> Work request: What is needed is an exact transcription of every entry below.

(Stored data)

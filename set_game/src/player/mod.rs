//! Player module: one task per seat.
//!
//! This module implements:
//! - PlayerAgent: turns key presses into tokens and claims
//! - InputGenerator: random key presses for computer seats, throttled so
//!   it never runs ahead of its player
//!
//! Human seats have no generator; their presses arrive through
//! [`crate::GameRemote::key_pressed`].

pub mod agent;
pub mod input;

pub use agent::{PlayerAgent, PlayerHandle, Selection};
pub use input::{GeneratorHandle, InputGenerator, RandomSlots};
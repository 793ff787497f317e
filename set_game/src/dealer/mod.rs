//! Dealer module: the coordinator of a game run.
//!
//! This module implements:
//! - Dealer: deals cards, drives the countdown, resolves claims
//! - DealerHandle / GameRemote: termination and human key presses
//! - The shared state behind one async mutex
//! - Game configuration
//!
//! ## Architecture
//!
//! The dealer runs in its own Tokio task and spawns one task per player,
//! each with an optional input generator. Players raise claims through the
//! shared state and wake the dealer with a `Notify`; the dealer answers
//! through a oneshot carried by the claim.
//!
//! ## Example
//!
//! ```no_run
//! use set_game::{Dealer, FeatureValidator, GameConfig, LogUi};
//! use std::sync::Arc;
//!
//! #[tokio::main]
//! async fn main() {
//!     let dealer = Dealer::new(
//!         GameConfig::default(),
//!         Arc::new(FeatureValidator::default()),
//!         Arc::new(LogUi),
//!     )
//!     .unwrap();
//!     let handle = dealer.spawn();
//!     let outcome = handle.join().await.unwrap();
//!     println!("Winners: {:?}", outcome.winners);
//! }
//! ```

pub mod actor;
pub mod config;
pub mod messages;
pub mod state;

pub use actor::{Dealer, DealerHandle, GameRemote};
pub use config::GameConfig;
pub use messages::{Claim, GameOutcome, RoundEnd};
pub use state::{GameState, SharedGame};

> Solution to the exercise:
filename set_game/src/player/mod.rs
//! Player module: one task per seat.
//!
//! This module implements:
//! - PlayerAgent: turns key presses into tokens and claims
//! - InputGenerator: random key presses for computer seats, throttled so
//!   it never runs ahead of its player
//!
//! Human seats have no generator; their presses arrive through
//! [`crate::GameRemote::key_pressed`].

pub mod agent;
pub mod input;

pub use agent::{PlayerAgent, PlayerHandle, Selection};
pub use input::{GeneratorHandle, InputGenerator, RandomSlots};
repository 793ff787497f317e
filename set_game/src/dealer/mod.rs
//! Dealer module: the coordinator of a game run.
//!
//! This module implements:
//! - Dealer: deals cards, drives the countdown, resolves claims
//! - DealerHandle / GameRemote: termination and human key presses
//! - The shared state behind one async mutex
//! - Game configuration
//!
//! ## Architecture
//!
//! The dealer runs in its own Tokio task and spawns one task per player,
//! each with an optional input generator. Players raise claims through the
//! shared state and wake the dealer with a `Notify`; the dealer answers
//! through a oneshot carried by the claim.
//!
//! ## Example
//!
//! ```no_run
//! use set_game::{Dealer, FeatureValidator, GameConfig, LogUi};
//! use std::sync::Arc;
//!
//! #[tokio::main]
//! async fn main() {
//!     let dealer = Dealer::new(
//!         GameConfig::default(),
//!         Arc::new(FeatureValidator::default()),
//!         Arc::new(LogUi),
//!     )
//!     .unwrap();
//!     let handle = dealer.spawn();
//!     let outcome = handle.join().await.unwrap();
//!     println!("Winners: {:?}", outcome.winners);
//! }
//! ```

pub mod actor;
pub mod config;
pub mod messages;
pub mod state;

pub use actor::{Dealer, DealerHandle, GameRemote};
pub use config::GameConfig;
pub use messages::{Claim, GameOutcome, RoundEnd};
pub use state::{GameState, SharedGame};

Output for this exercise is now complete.